After an eighth-placed finish last season, the club kicked off a radical overhaul - welcoming an eclectic collection of misfits and experienced players attracted by De Zerbi's new project. Pierre-Emile Hojbjerg, Neal Maupay and Adrien Rabiot all arrived citing De Zerbi as a factor.
English pair Jonathan Rowe and Mason Greenwood ed the Anglophone contingent at the club along with Canada international Derek Cornelius.
"The big difference was Roberto de Zerbi calling me out of the blue. I was a bit taken aback by it because it's the first time a manager has gone out of his way to call me and say he wants me," former Norwich winger Rowe told BBC Sport.
"The coach has been a bit more intricate with the details: your body shape, how you go into games, how you think and stay focused in a game. There's a lot of information to take in."
"He's very demanding, one of the best coaches in the world. He's one of the reasons why I came here," added Greenwood before the final game of the season. "We have a great relationship and he puts me in the best position so that I can express myself.
"We've also had to learn when to be patient, when to play a bit quicker when we have a lot of the ball and break down defences. So he's taught me a lot about how to play my game."
Greenwood ed the club from Manchester United last summer in a deal worth up to 31.6m euros (£26.6m).
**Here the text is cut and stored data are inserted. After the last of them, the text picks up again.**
pub mod registry;
pub mod sequencer;

pub use registry::{ThreadEntry, ThreadRegistry};
pub use sequencer::TimestampSequencer;

use std::collections::HashMap;
use uuid::Uuid;

/// Process-lifetime identity grouping every batch sent by one running
/// instance. The id is generated once at start and never changes.
#[derive(Debug, Clone)]
pub struct Session {
    id: String,
    metadata: HashMap<String, String>,
}

impl Session {
    /// Creates a session with a fresh random id. Configured metadata is
    /// authoritative; when none is supplied the forwarder identifies itself
    /// with the local hostname.
    pub fn new(metadata: Option<HashMap<String, String>>) -> Self {
        Self {
            id: Uuid::new_v4().to_string(),
            metadata: metadata.unwrap_or_else(default_metadata),
        }
    }

    pub fn id(&self) -> &str {
        &self.id
    }

    pub fn metadata(&self) -> &HashMap<String, String> {
        &self.metadata
    }
}

fn default_metadata() -> HashMap<String, String> {
    let mut metadata = HashMap::new();
    if let Ok(host) = hostname::get()
        && let Some(host) = host.to_str()
    {
        metadata.insert("serverHost".to_string(), host.to_string());
    }
    metadata
}

/// Mutable per-session state owned by the forwarding component: the session
/// identity, the tag-to-thread mapping, and the monotonic timestamp cell.
/// Callers must access it through a single mutual-exclusion boundary since
/// both the registry insertion and `last_emitted` update are
/// check-then-update sequences.
#[derive(Debug)]
pub struct SessionState {
    pub session: Session,
    pub registry: ThreadRegistry,
    pub sequencer: TimestampSequencer,
}

impl SessionState {
    pub fn new(source_label: &str, metadata: Option<HashMap<String, String>>) -> Self {
        Self {
            session: Session::new(metadata),
            registry: ThreadRegistry::new(source_label),
            sequencer: TimestampSequencer::new(),
        }
    }
}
Serious charges against him, including attempted rape and assault, were dropped in February 2023.
"We took the decision internally. OK, there was some opposition, that was objective," said Marseille club president Longoria in September. "But at the same time that gave us power to maybe not investigate, because I'm not a judge, but to use all the information to make the best decision, which I think we did."
Greenwood scored twice on his Ligue 1 debut in a 5-1 win over Brest and went on to finish with 21 goals, breaking the record of the most goals in a debut season for a Marseille player in the 21st century, ahead of Bafetimbi Gomis (20) and Didier Drogba (19).
His goals won 16 additional points for the club - the highest of any player in Ligue 1 this season, according to Opta.
Marseille's ability for attacking explosivity on the pitch under De Zerbi was abundant from the start of the season. Les Olympiens broke several goalscoring and possession records, scoring 74 goals in 34 games this season, with only an all-conquering Paris St-Germain side netting more in Ligue 1.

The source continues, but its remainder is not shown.